A scoping study was completed on a portion of the Mirador deposit some time ago and it indicated a net present value of US$222 million and an internal rate of return before tax of 39 per cent at a copper price of US$0.90/lb and gold at US$325/oz. As copper is now around US$130/lb and gold is pushing towards US$400/oz once again there seems little doubt that the bankable feasibility study will be positive. The Corriente management is wisely focussing on bringing Mirador, which is its first major deposit, into production as soon as possible so that the cash flow will fund the expansion of its exploration work and add new mines to the belt over the coming years.

Back in 2001, when the commodity cycle was at a very different level Corriente signed a global exploration alliance with BHP Billiton. At the time Mirador, San Carlos and Panatza were all at the resource estimate stage and Corriente’s trump card in the deal proved to be the small resource option. This allowed Corriente to earn up to a 100 per cent interest in discoveries which proved to be less than 200 million tonnes of 1% copper equivalent ( for a milling deposit) or 100 million tonnes of 1% copper equivalent (for a heap leach deposit) as these would be too small for the major. In the event all three deposits came into this category, but they are still big enough to make a major impact on Corriente. As President Ken Shannon pointed out at the time, this option provided flexibility and access to capital as any smaller projects that were surplus to requirements could be sold, or possibly joint ventured.

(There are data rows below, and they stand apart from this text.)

//! Concurrent scraping of every candidate URL.
//!
//! At most `workers` scrapes are in flight at once. Results come back in ref
//! order (`buffered`, not `buffer_unordered`), and each article is tagged with
//! the topic of the ref at its own index, so duplicate URLs under different
//! topics keep their own tags.

use crate::models::{RawArticleRef, ScrapedArticle};
use crate::scrapers::PageScraper;
use crate::utils::truncate_for_log;
use futures::stream::{self, StreamExt};
use tracing::{debug, info, instrument, warn};

/// Default number of concurrent scrapes.
pub const SCRAPE_WORKERS: usize = 6;

/// Scrape every ref with bounded concurrency and keep the successes, in ref order.
///
/// A failed or rejected scrape never affects the others. There is no
/// cancellation: the call returns once every ref has been attempted.
///
/// # Arguments
///
/// * `scraper` - The page scraper
/// * `refs` - Candidate URLs tagged with their topics
/// * `workers` - Maximum concurrent scrapes (values below 1 are treated as 1)
#[instrument(level = "info", skip_all, fields(refs = refs.len(), workers = workers))]
pub async fn scrape_all<P: PageScraper>(
    scraper: &P,
    refs: &[RawArticleRef],
    workers: usize,
) -> Vec<ScrapedArticle> {
    let results: Vec<(usize, Option<ScrapedArticle>)> = stream::iter(refs.iter().enumerate())
        .map(|(i, raw)| async move {
            match scraper.scrape(&raw.url, &raw.topic).await {
                Ok(Some(article)) => {
                    debug!(index = i, url = %raw.url, "Scraped article");
                    (i, Some(article))
                }
                Ok(None) => {
                    debug!(index = i, url = %raw.url, "Page rejected by content heuristics");
                    (i, None)
                }
                Err(e) => {
                    warn!(
                        index = i,
                        url = %truncate_for_log(&raw.url, 120),
                        error = %e,
                        "Scrape failed; skipping"
                    );
                    (i, None)
                }
            }
        })
        .buffered(workers.max(1))
        .collect()
        .await;

    let articles: Vec<ScrapedArticle> = results
        .into_iter()
        .filter_map(|(i, article)| {
            article.map(|mut a| {
                a.topic = refs[i].topic.clone();
                a
            })
        })
        .collect();

    info!(
        attempted = refs.len(),
        scraped = articles.len(),
        "Completed concurrent scrape"
    );
    articles
}

#[cfg(test)]
mod tests {
    use super::*;
    use crate::error::FetchError;
    use std::sync::atomic::{AtomicUsize, Ordering};
    use std::time::Duration;

    /// Succeeds for every URL except those containing "bad" (error) or "empty" (rejected).
    struct StubScraper {
        in_flight: AtomicUsize,
        peak: AtomicUsize,
    }

    impl StubScraper {
        fn new() -> Self {
            Self {
                in_flight: AtomicUsize::new(0),
                peak: AtomicUsize::new(0),
            }
        }
    }

    impl PageScraper for StubScraper {
        async fn scrape(&self, url: &str, topic: &str) -> Result<Option<ScrapedArticle>, FetchError> {
            let now = self.in_flight.fetch_add(1, Ordering::SeqCst) + 1;
            self.peak.fetch_max(now, Ordering::SeqCst);
            // uneven delays so completion order differs from ref order
            let delay = (url.len() as u64 * 7) % 30;
            tokio::time::sleep(Duration::from_millis(delay)).await;
            self.in_flight.fetch_sub(1, Ordering::SeqCst);

            if url.contains("bad") {
                return Err(FetchError::Timeout);
            }
            if url.contains("empty") {
                return Ok(None);
            }
            Ok(Some(ScrapedArticle {
                title: format!("title of {}", url),
                content: "x".repeat(250),
                url: url.to_string(),
                topic: topic.to_string(),
            }))
        }
    }

    #[tokio::test]
    async fn test_duplicate_urls_keep_their_own_topics() {
        let refs = vec![
            RawArticleRef::new("https://same.test/story", "A"),
            RawArticleRef::new("https://same.test/story", "B"),
        ];
        let articles = scrape_all(&StubScraper::new(), &refs, SCRAPE_WORKERS).await;
        let topics: Vec<&str> = articles.iter().map(|a| a.topic.as_str()).collect();
        assert_eq!(topics, vec!["A", "B"]);
    }

    #[tokio::test]
    async fn test_failures_are_dropped_and_order_kept() {
        let refs = vec![
            RawArticleRef::new("https://n.test/1", "t"),
            RawArticleRef::new("https://n.test/bad", "t"),
            RawArticleRef::new("https://n.test/empty", "t"),
            RawArticleRef::new("https://n.test/22222", "t"),
            RawArticleRef::new("https://n.test/333", "t"),
        ];
        let articles = scrape_all(&StubScraper::new(), &refs, SCRAPE_WORKERS).await;
        let urls: Vec<&str> = articles.iter().map(|a| a.url.as_str()).collect();
        assert_eq!(
            urls,
            vec!["https://n.test/1", "https://n.test/22222", "https://n.test/333"]
        );
    }

    #[tokio::test]
    async fn test_concurrency_is_bounded() {
        let refs: Vec<RawArticleRef> = (0..20)
            .map(|i| RawArticleRef::new(format!("https://n.test/{}", i), "t"))
            .collect();
        let scraper = StubScraper::new();
        let articles = scrape_all(&scraper, &refs, SCRAPE_WORKERS).await;
        assert_eq!(articles.len(), 20);
        let peak = scraper.peak.load(Ordering::SeqCst);
        assert!(peak <= SCRAPE_WORKERS, "peak concurrency was {}", peak);
        assert!(peak > 1);
    }

    #[tokio::test]
    async fn test_empty_input() {
        assert!(scrape_all(&StubScraper::new(), &[], SCRAPE_WORKERS).await.is_empty());
    }
}
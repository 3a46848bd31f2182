//! Article page scraping.
//!
//! A scrape downloads one page and turns it into a [`ScrapedArticle`] or
//! nothing. The result distinguishes the two ways of getting nothing:
//!
//! | Outcome | Return |
//! |---------|--------|
//! | Page accepted | `Ok(Some(article))` |
//! | Off-topic title, no main content, or too short | `Ok(None)` |
//! | Network failure, timeout, non-200 status | `Err(FetchError)` |
//!
//! The orchestrator logs both failure kinds and drops them alike.

pub mod extract;

use crate::error::FetchError;
use crate::models::ScrapedArticle;
use once_cell::sync::Lazy;
use reqwest::{Client, StatusCode};
use scraper::{Html, Selector};
use tracing::{debug, instrument};

/// Articles with less extracted content than this are dropped. Measured in characters.
pub const MIN_CONTENT_CHARS: usize = 200;
/// Title used when the page has neither `<h1>` nor `<title>`.
pub const UNTITLED: &str = "Untitled";

static H1: Lazy<Selector> = Lazy::new(|| Selector::parse("h1").unwrap());
static TITLE: Lazy<Selector> = Lazy::new(|| Selector::parse("title").unwrap());

/// Something that can turn a URL into an article.
pub trait PageScraper {
    /// Scrape `url`, keeping it only if its title is relevant to `topic`.
    async fn scrape(&self, url: &str, topic: &str) -> Result<Option<ScrapedArticle>, FetchError>;
}

/// [`PageScraper`] that downloads pages over HTTP.
#[derive(Debug, Clone)]
pub struct HttpScraper {
    client: Client,
}

impl HttpScraper {
    pub fn new(client: Client) -> Self {
        Self { client }
    }
}

impl PageScraper for HttpScraper {
    #[instrument(level = "debug", skip(self))]
    async fn scrape(&self, url: &str, topic: &str) -> Result<Option<ScrapedArticle>, FetchError> {
        let parsed = url::Url::parse(url)?;
        let response = self
            .client
            .get(parsed)
            .send()
            .await
            .map_err(FetchError::from_reqwest_error)?;

        let status = response.status();
        if status != StatusCode::OK {
            return Err(FetchError::Status(status));
        }

        let body = response
            .text()
            .await
            .map_err(FetchError::from_reqwest_error)?;
        Ok(scrape_html(&body, url, topic))
    }
}

/// Title from the first `<h1>`, falling back to `<title>`, then [`UNTITLED`].
pub fn extract_title(document: &Html) -> String {
    document
        .select(&H1)
        .next()
        .or_else(|| document.select(&TITLE).next())
        .map(|el| el.text().collect::<String>().trim().to_string())
        .unwrap_or_else(|| UNTITLED.to_string())
}

/// Title relevance gate.
///
/// An empty topic accepts everything. Otherwise at least one whitespace-separated
/// token of the topic must occur, case-insensitively, somewhere in the title.
pub fn is_relevant(title: &str, topic: &str) -> bool {
    if topic.is_empty() {
        return true;
    }
    let title = title.to_lowercase();
    topic
        .split_whitespace()
        .any(|keyword| title.contains(&keyword.to_lowercase()))
}

/// Apply the title, relevance, extraction and length steps to downloaded HTML.
pub fn scrape_html(html: &str, url: &str, topic: &str) -> Option<ScrapedArticle> {
    let document = Html::parse_document(html);
    let title = extract_title(&document);

    if !is_relevant(&title, topic) {
        debug!(%url, %title, %topic, "Title not relevant to topic; dropping");
        return None;
    }

    let content = extract::extract_main_content(&document);
    let chars = content.chars().count();
    if chars < MIN_CONTENT_CHARS {
        debug!(%url, chars, "Extracted content too short; dropping");
        return None;
    }

    Some(ScrapedArticle {
        title,
        content,
        url: url.to_string(),
        topic: topic.to_string(),
    })
}

#[cfg(test)]
mod tests {
    use super::*;
    use wiremock::matchers::{header, method, path};
    use wiremock::{Mock, MockServer, ResponseTemplate};

    fn page(title: &str, body: &str) -> String {
        format!(
            "<html><head><title>Site title</title></head><body><h1>{}</h1><article><p>{}</p></article></body></html>",
            title, body
        )
    }

    fn long_body() -> String {
        vec!["Parliament debated the energy bill today"; 20].join(" ")
    }

    fn client() -> Client {
        crate::http::build_client(&crate::config::Settings::default()).unwrap()
    }

    #[test]
    fn test_title_prefers_h1() {
        let doc = Html::parse_document(&page("  Real headline ", "x"));
        assert_eq!(extract_title(&doc), "Real headline");
    }

    #[test]
    fn test_title_falls_back() {
        let doc = Html::parse_document("<html><head><title>Doc</title></head><body></body></html>");
        assert_eq!(extract_title(&doc), "Doc");
        let doc = Html::parse_document("<html><body><p>nothing</p></body></html>");
        assert_eq!(extract_title(&doc), "Untitled");
    }

    #[test]
    fn test_relevance() {
        assert!(is_relevant("Energy Bill Passes", "energy prices"));
        assert!(is_relevant("Anything", ""));
        assert!(!is_relevant("Football results", "energy prices"));
        assert!(!is_relevant("Anything", "   "));
    }

    #[test]
    fn test_scrape_html_accepts_article() {
        let article = scrape_html(&page("Energy bill", &long_body()), "https://n.test/a", "energy").unwrap();
        assert_eq!(article.title, "Energy bill");
        assert_eq!(article.topic, "energy");
        assert_eq!(article.url, "https://n.test/a");
        assert_eq!(article.content, long_body());
    }

    #[test]
    fn test_scrape_html_rejects_irrelevant_title() {
        assert!(scrape_html(&page("Cup final", &long_body()), "https://n.test/a", "energy").is_none());
    }

    #[test]
    fn test_length_gate_at_199_characters() {
        let body = vec!["a"; 100].join(" ");
        assert_eq!(body.chars().count(), 199);
        let html = format!(
            "<html><body><h1>Topic</h1><div><p>{}</p></div></body></html>",
            body
        );
        assert!(scrape_html(&html, "https://n.test/a", "topic").is_none());

        let body = format!("{} b", body); // 201 characters
        let html = format!(
            "<html><body><h1>Topic</h1><div><p>{}</p></div></body></html>",
            body
        );
        assert!(scrape_html(&html, "https://n.test/a", "topic").is_some());
    }

    #[tokio::test]
    async fn test_http_scraper_success() {
        let server = MockServer::start().await;
        Mock::given(method("GET"))
            .and(path("/story"))
            .and(header("user-agent", "Mozilla/5.0"))
            .respond_with(ResponseTemplate::new(200).set_body_string(page("Energy news", &long_body())))
            .mount(&server)
            .await;

        let scraper = HttpScraper::new(client());
        let url = format!("{}/story", server.uri());
        let article = scraper.scrape(&url, "energy").await.unwrap().unwrap();
        assert_eq!(article.url, url);
    }

    #[tokio::test]
    async fn test_http_scraper_non_200_is_error() {
        let server = MockServer::start().await;
        Mock::given(method("GET"))
            .respond_with(ResponseTemplate::new(404))
            .mount(&server)
            .await;

        let scraper = HttpScraper::new(client());
        let result = scraper.scrape(&format!("{}/gone", server.uri()), "energy").await;
        assert!(matches!(result, Err(FetchError::Status(s)) if s == StatusCode::NOT_FOUND));
    }

    #[tokio::test]
    async fn test_http_scraper_invalid_url() {
        let scraper = HttpScraper::new(client());
        assert!(matches!(
            scraper.scrape("not a url", "energy").await,
            Err(FetchError::InvalidUrl(_))
        ));
    }
}
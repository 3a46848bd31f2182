//! Utility functions for string formatting and file system checks.
//!
//! This module provides helper functions used throughout the application:
//! - String truncation for logging
//! - Title-casing for headlines and sentiment labels
//! - Slugification for output file names
//! - File system validation for output directories

use std::error::Error;
use std::fs as stdfs;
use tokio::fs;
use tracing::{info, instrument};

/// Truncate a string for logging purposes.
///
/// Long strings are truncated to `max` characters with an ellipsis and
/// byte count indicator appended.
///
/// # Examples
///
/// ```ignore
/// assert_eq!(truncate_for_log("short", 100), "short");
/// assert_eq!(truncate_for_log(&"a".repeat(500), 10), "aaaaaaaaaa…(+490 bytes)");
/// ```
pub fn truncate_for_log(s: &str, max: usize) -> String {
    match s.char_indices().nth(max) {
        None => s.to_string(),
        Some((cut, _)) => format!("{}…(+{} bytes)", &s[..cut], s.len() - cut),
    }
}

/// Title-case a string word by word.
///
/// A letter is uppercased when the character before it is not a letter, and
/// lowercased otherwise, so `"new york"` becomes `"New York"` and `"AI news"`
/// becomes `"Ai News"`.
pub fn title_case(s: &str) -> String {
    let mut out = String::with_capacity(s.len());
    let mut prev_letter = false;
    for c in s.chars() {
        if c.is_alphabetic() {
            if prev_letter {
                out.extend(c.to_lowercase());
            } else {
                out.extend(c.to_uppercase());
            }
            prev_letter = true;
        } else {
            out.push(c);
            prev_letter = false;
        }
    }
    out
}

/// Convert a title to a file-name-friendly slug.
///
/// Lowercases the text, removes special characters, and replaces spaces with hyphens.
///
/// # Examples
///
/// ```ignore
/// assert_eq!(slugify_title("Hello World"), "hello-world");
/// assert_eq!(slugify_title("Test-Article!"), "test-article");
/// ```
pub fn slugify_title(title: &str) -> String {
    title
        .to_lowercase()
        .replace(|c: char| !c.is_alphanumeric() && c != ' ' && c != '-', "")
        .replace(' ', "-")
}

/// Ensure a directory exists and is writable.
///
/// This function creates the directory if it doesn't exist, then performs
/// a write test by creating and immediately deleting a probe file.
///
/// # Errors
///
/// Returns an error if:
/// - The directory cannot be created
/// - The directory is not writable (permission denied, read-only filesystem, etc.)
#[instrument(level = "info", skip_all, fields(path = %path))]
pub async fn ensure_writable_dir(path: &str) -> Result<(), Box<dyn Error>> {
    if let Err(e) = fs::create_dir_all(path).await {
        return Err(Box::new(e));
    }
    let probe_path = format!("{}/..__probe_write__", path.trim_end_matches('/'));
    match stdfs::File::create(&probe_path) {
        Ok(_) => {
            let _ = stdfs::remove_file(&probe_path);
            info!("Output directory is writable");
            Ok(())
        }
        Err(e) => Err(Box::new(e)),
    }
}
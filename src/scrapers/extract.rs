//! Main-content extraction with boilerplate rejection.
//!
//! Every `article`, `main` and `div` element is a candidate. Candidates whose
//! class names look structural or ad-related are skipped. For the rest, the
//! text of their long paragraphs is joined and the block is kept only if it
//! has enough words and few enough links. The longest surviving block wins.

use once_cell::sync::Lazy;
use regex::Regex;
use scraper::{ElementRef, Html, Selector};

/// Paragraphs this short (after trimming) are ignored. Measured in characters.
pub const MIN_PARAGRAPH_CHARS: usize = 30;
/// Candidates with fewer words are rejected.
pub const MIN_BLOCK_WORDS: usize = 100;
/// A candidate may have at most one link per this many words.
pub const WORDS_PER_LINK: usize = 5;

static CLASS_BLACKLIST: Lazy<Regex> =
    Lazy::new(|| Regex::new(r"(?i)(footer|header|nav|sidebar|ads|sponsored|related)").unwrap());
static WHITESPACE: Lazy<Regex> = Lazy::new(|| Regex::new(r"\s+").unwrap());
static TAG_LIKE: Lazy<Regex> = Lazy::new(|| Regex::new(r"<.*?>").unwrap());

static CONTAINERS: Lazy<Selector> = Lazy::new(|| Selector::parse("article, main, div").unwrap());
static PARAGRAPHS: Lazy<Selector> = Lazy::new(|| Selector::parse("p").unwrap());
static LINKS: Lazy<Selector> = Lazy::new(|| Selector::parse("a").unwrap());

/// Collapse whitespace runs to one space, drop tag-like substrings, and trim.
pub fn clean_text(text: &str) -> String {
    let collapsed = WHITESPACE.replace_all(text, " ");
    TAG_LIKE.replace_all(&collapsed, "").trim().to_string()
}

/// Whether any of the element's class names hits the structural/ad blacklist.
fn is_blacklisted(element: &ElementRef<'_>) -> bool {
    element
        .value()
        .classes()
        .any(|class| CLASS_BLACKLIST.is_match(class))
}

/// Joined text of the candidate's paragraphs longer than [`MIN_PARAGRAPH_CHARS`].
fn paragraph_text(element: &ElementRef<'_>) -> String {
    element
        .select(&PARAGRAPHS)
        .map(|p| p.text().collect::<String>())
        .map(|t| t.trim().to_string())
        .filter(|t| t.chars().count() > MIN_PARAGRAPH_CHARS)
        .collect::<Vec<_>>()
        .join(" ")
}

/// Density gate: enough words, and no more than one link per [`WORDS_PER_LINK`] words.
pub fn passes_density(word_count: usize, link_count: usize) -> bool {
    word_count >= MIN_BLOCK_WORDS && link_count <= word_count / WORDS_PER_LINK
}

/// Extract the main article text from a parsed page.
///
/// Returns the cleaned text of the longest accepted candidate, or an empty
/// string if no candidate qualifies. On equal lengths the earlier candidate
/// in document order is kept.
pub fn extract_main_content(document: &Html) -> String {
    let mut best = String::new();
    let mut best_chars = 0usize;

    for candidate in document.select(&CONTAINERS) {
        if is_blacklisted(&candidate) {
            continue;
        }
        let text = paragraph_text(&candidate);
        let word_count = text.split_whitespace().count();
        let link_count = candidate.select(&LINKS).count();
        if !passes_density(word_count, link_count) {
            continue;
        }
        let chars = text.chars().count();
        if chars > best_chars {
            best = text;
            best_chars = chars;
        }
    }

    clean_text(&best)
}
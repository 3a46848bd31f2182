//! # FYI News
//!
//! Fetches news articles for a topic, scrapes their text, and produces an
//! extractive summary with a coarse sentiment label, optionally translated.
//!
//! ## Architecture
//!
//! Data flows strictly left to right within one request:
//! 1. **Fetching** ([`fetcher`]): one news search per topic yields candidate URLs
//! 2. **Scraping** ([`orchestrator`], [`scrapers`]): pages are downloaded six at a
//!    time and reduced to their main text with boilerplate-rejection heuristics
//! 3. **Grouping** ([`grouper`]): surviving articles are partitioned by topic
//! 4. **Summarizing** ([`summarizer`], [`sentiment`]): frequency-scored sentence
//!    extraction plus a compound polarity label per topic
//! 5. **Presenting** ([`presenter`], [`translate`]): the final chat message
//!
//! [`pipeline::NewsService`] ties these together and is the entry point for callers.

pub mod cli;
pub mod config;
pub mod error;
pub mod fetcher;
pub mod grouper;
pub mod http;
pub mod models;
pub mod orchestrator;
pub mod outputs;
pub mod pipeline;
pub mod presenter;
pub mod scrapers;
pub mod sentiment;
pub mod summarizer;
pub mod translate;
pub mod utils;

pub use error::{FetchError, PipelineError, TranslateError};
pub use models::{
    NewsSummaries, RawArticleRef, ScrapedArticle, Sentiment, Topic, TopicSummaries, TopicSummary,
};
pub use pipeline::NewsService;
//! Output generation.
//!
//! # Submodules
//!
//! - [`json`]: Writes a run's `NewsSummaries` to JSON files for API consumption
//!
//! The rendered chat message itself lives in [`crate::presenter`].

pub mod json;
// src/deps/metadata.rs

//! Metadata store abstraction.
//!
//! The coordinator never owns run history; it asks a [`MetadataStore`] what
//! happened last time and reports every finished execution back to it.
//! [`MemoryMetadataStore`] is the in-process default used by the CLI and
//! the tests.

use std::collections::HashMap;
use std::fmt::Debug;
use std::time::Duration;

use anyhow::Result;
use chrono::{DateTime, Utc};
use parking_lot::Mutex;

use crate::engine::{ExecutionRecord, ExecutionStatus};
use crate::types::ModelId;

/// Summary of a model's most recent finished run.
#[derive(Debug, Clone, PartialEq, Eq)]
pub struct RunSummary {
    pub finished_at: DateTime<Utc>,
    pub status: ExecutionStatus,
    pub row_count: u64,
    pub duration: Duration,
}

impl RunSummary {
    pub fn succeeded(finished_at: DateTime<Utc>, row_count: u64) -> Self {
        Self {
            finished_at,
            status: ExecutionStatus::Succeeded,
            row_count,
            duration: Duration::ZERO,
        }
    }

    pub fn failed(finished_at: DateTime<Utc>) -> Self {
        Self {
            finished_at,
            status: ExecutionStatus::Failed,
            row_count: 0,
            duration: Duration::ZERO,
        }
    }

    /// Build a summary from a finished record; `None` for records that never
    /// ran (queued, skipped or cancelled before start).
    pub fn from_record(record: &ExecutionRecord) -> Option<Self> {
        let finished_at = record.ended_at?;
        if !matches!(
            record.status,
            ExecutionStatus::Succeeded | ExecutionStatus::Failed
        ) {
            return None;
        }
        Some(Self {
            finished_at,
            status: record.status,
            row_count: record.row_count.unwrap_or(0),
            duration: record.duration().unwrap_or_default(),
        })
    }
}

/// Trait abstracting where run history lives.
///
/// Implementations are synchronous; the validator calls them on the
/// scheduling path and they are expected to be quick.
pub trait MetadataStore: Send + Sync + Debug {
    /// Last finished run of `model`, or `None` if it never ran.
    fn last_run(&self, model: &str) -> Result<Option<RunSummary>>;

    /// Persist a terminal execution record.
    fn record_run(&self, model: &str, record: &ExecutionRecord) -> Result<()>;
}

#[derive(Debug, Default)]
struct MemoryState {
    last_runs: HashMap<ModelId, RunSummary>,
    history: Vec<ExecutionRecord>,
}

/// In-memory store: keeps every record plus the latest run summary per model.
#[derive(Debug, Default)]
pub struct MemoryMetadataStore {
    state: Mutex<MemoryState>,
}

impl MemoryMetadataStore {
    pub fn new() -> Self {
        Self::default()
    }

    /// Pre-populate the last run of a model, e.g. history from an external
    /// system or a previous process.
    pub fn seed(&self, model: impl Into<ModelId>, summary: RunSummary) {
        self.state.lock().last_runs.insert(model.into(), summary);
    }

    /// Every record passed to `record_run`, in arrival order.
    pub fn history(&self) -> Vec<ExecutionRecord> {
        self.state.lock().history.clone()
    }

    pub fn history_of(&self, model: &str) -> Vec<ExecutionRecord> {
        self.state
            .lock()
            .history
            .iter()
            .filter(|r| r.model == model)
            .cloned()
            .collect()
    }
}

impl MetadataStore for MemoryMetadataStore {
    fn last_run(&self, model: &str) -> Result<Option<RunSummary>> {
        Ok(self.state.lock().last_runs.get(model).cloned())
    }

    fn record_run(&self, model: &str, record: &ExecutionRecord) -> Result<()> {
        let mut state = self.state.lock();
        if let Some(summary) = RunSummary::from_record(record) {
            state.last_runs.insert(model.to_string(), summary);
        }
        state.history.push(record.clone());
        Ok(())
    }
}
mod graph_levels;
mod pipeline_core;
// src/engine/record.rs

//! Execution records: the per-model audit trail kept by the scheduler.

use std::fmt;
use std::time::Duration;

use chrono::{DateTime, Utc};

use crate::types::ModelId;

/// Lifecycle status of a single model execution.
#[derive(Debug, Clone, Copy, PartialEq, Eq, Hash)]
pub enum ExecutionStatus {
    /// Submitted, waiting for capacity (or readiness) to be admitted.
    Queued,
    /// Admitted; resources are allocated and the runner is executing it.
    Running,
    /// Cancellation was requested while running; waiting on the runner.
    Cancelling,
    Succeeded,
    Failed,
    /// Never submitted because an upstream model did not succeed.
    Skipped,
    Cancelled,
}

impl ExecutionStatus {
    pub fn is_terminal(&self) -> bool {
        matches!(
            self,
            ExecutionStatus::Succeeded
                | ExecutionStatus::Failed
                | ExecutionStatus::Skipped
                | ExecutionStatus::Cancelled
        )
    }
}

impl fmt::Display for ExecutionStatus {
    fn fmt(&self, f: &mut fmt::Formatter<'_>) -> fmt::Result {
        let s = match self {
            ExecutionStatus::Queued => "queued",
            ExecutionStatus::Running => "running",
            ExecutionStatus::Cancelling => "cancelling",
            ExecutionStatus::Succeeded => "succeeded",
            ExecutionStatus::Failed => "failed",
            ExecutionStatus::Skipped => "skipped",
            ExecutionStatus::Cancelled => "cancelled",
        };
        f.write_str(s)
    }
}

/// Why a model was skipped: the model whose failure started the cascade,
/// plus the path from that model down to the skipped model's parent.
#[derive(Debug, Clone, PartialEq, Eq)]
pub struct SkipCause {
    pub root: ModelId,
    /// `[root, ..., direct upstream]`.
    pub chain: Vec<ModelId>,
}

impl SkipCause {
    pub fn direct(root: impl Into<ModelId>) -> Self {
        let root = root.into();
        Self {
            chain: vec![root.clone()],
            root,
        }
    }
}

impl fmt::Display for SkipCause {
    fn fmt(&self, f: &mut fmt::Formatter<'_>) -> fmt::Result {
        write!(f, "skipped due to {}", self.root)?;
        if self.chain.len() > 1 {
            write!(f, " (via {})", self.chain.join(" -> "))?;
        }
        Ok(())
    }
}

/// What a runner reports back for one execution.
#[derive(Debug, Clone, PartialEq, Eq, Default)]
pub struct RunOutcome {
    pub success: bool,
    pub row_count: u64,
    pub error: Option<String>,
    /// The runner aborted the run in response to a cancellation request.
    pub cancelled: bool,
}

impl RunOutcome {
    pub fn succeeded(row_count: u64) -> Self {
        Self {
            success: true,
            row_count,
            error: None,
            cancelled: false,
        }
    }

    pub fn failed(error: impl Into<String>) -> Self {
        Self {
            success: false,
            row_count: 0,
            error: Some(error.into()),
            cancelled: false,
        }
    }

    pub fn cancelled() -> Self {
        Self {
            success: false,
            row_count: 0,
            error: Some("cancelled by request".to_string()),
            cancelled: true,
        }
    }
}

/// Audit record of one model execution.
#[derive(Debug, Clone, PartialEq)]
pub struct ExecutionRecord {
    pub model: ModelId,
    pub status: ExecutionStatus,
    pub submitted_at: DateTime<Utc>,
    pub started_at: Option<DateTime<Utc>>,
    pub ended_at: Option<DateTime<Utc>>,
    pub row_count: Option<u64>,
    pub error: Option<String>,
    pub skip_cause: Option<SkipCause>,
}

impl ExecutionRecord {
    pub fn queued(model: impl Into<ModelId>, now: DateTime<Utc>) -> Self {
        Self {
            model: model.into(),
            status: ExecutionStatus::Queued,
            submitted_at: now,
            started_at: None,
            ended_at: None,
            row_count: None,
            error: None,
            skip_cause: None,
        }
    }

    /// Terminal record for a model that was rejected before it ever ran.
    pub fn rejected(model: impl Into<ModelId>, error: String, now: DateTime<Utc>) -> Self {
        Self {
            status: ExecutionStatus::Failed,
            ended_at: Some(now),
            error: Some(error),
            ..Self::queued(model, now)
        }
    }

    pub fn skipped(model: impl Into<ModelId>, cause: SkipCause, now: DateTime<Utc>) -> Self {
        Self {
            status: ExecutionStatus::Skipped,
            ended_at: Some(now),
            error: Some(cause.to_string()),
            skip_cause: Some(cause),
            ..Self::queued(model, now)
        }
    }

    pub fn mark_running(&mut self, now: DateTime<Utc>) {
        self.status = ExecutionStatus::Running;
        self.started_at = Some(now);
    }

    pub fn finish(&mut self, status: ExecutionStatus, outcome: &RunOutcome, now: DateTime<Utc>) {
        self.status = status;
        self.ended_at = Some(now);
        if status == ExecutionStatus::Succeeded {
            self.row_count = Some(outcome.row_count);
            self.error = None;
        } else {
            self.error = outcome.error.clone();
        }
    }

    /// Wall-clock time spent running, if the model ever started.
    pub fn duration(&self) -> Option<Duration> {
        let started = self.started_at?;
        let ended = self.ended_at?;
        (ended - started).to_std().ok()
    }
}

A couple of month ago the company gave an update on the feasibility study at Mirador and everything was clearly on track. A programme of 27 in-fill holes had been completed which would enable a resource model to be established and an open pit plan agreed. The concentrate will be transported to the port town of Machala where it will be loaded onto ships from 27,000 to 33,000 dwt. The existing infrastructure of the harbour will only need to be enhanced with a bulk storage shed, loading conveyor and mooring dolphins. The concentrate, which is expected to average 30 % copper at a recovery of 90%, will be produced from a mill flow sheet which includes a simple two stage grinding circuit followed by standard copper flotation. Marketing is now in process to smelting and refining companies so it appears that Sumitomo did not conclude an exclusive deal. However there was a holiday in Canada so nobody could confirm this.

The other bit of good news from the company is that drilling at Mirador Norte, just 3 kms north of the Mirador deposit, intersected high grade copper including an intersection of 24 metres at 1.56% copper. The aim is to identify higher grade, near surface zones which will enhance the economics of Mirador. Things look promising and the drill will be returning to Mirador Norte at any moment. All in all, the bankable feasibility study should make interesting reading, especially for clients of Sprott Securities and CIBC World Markets.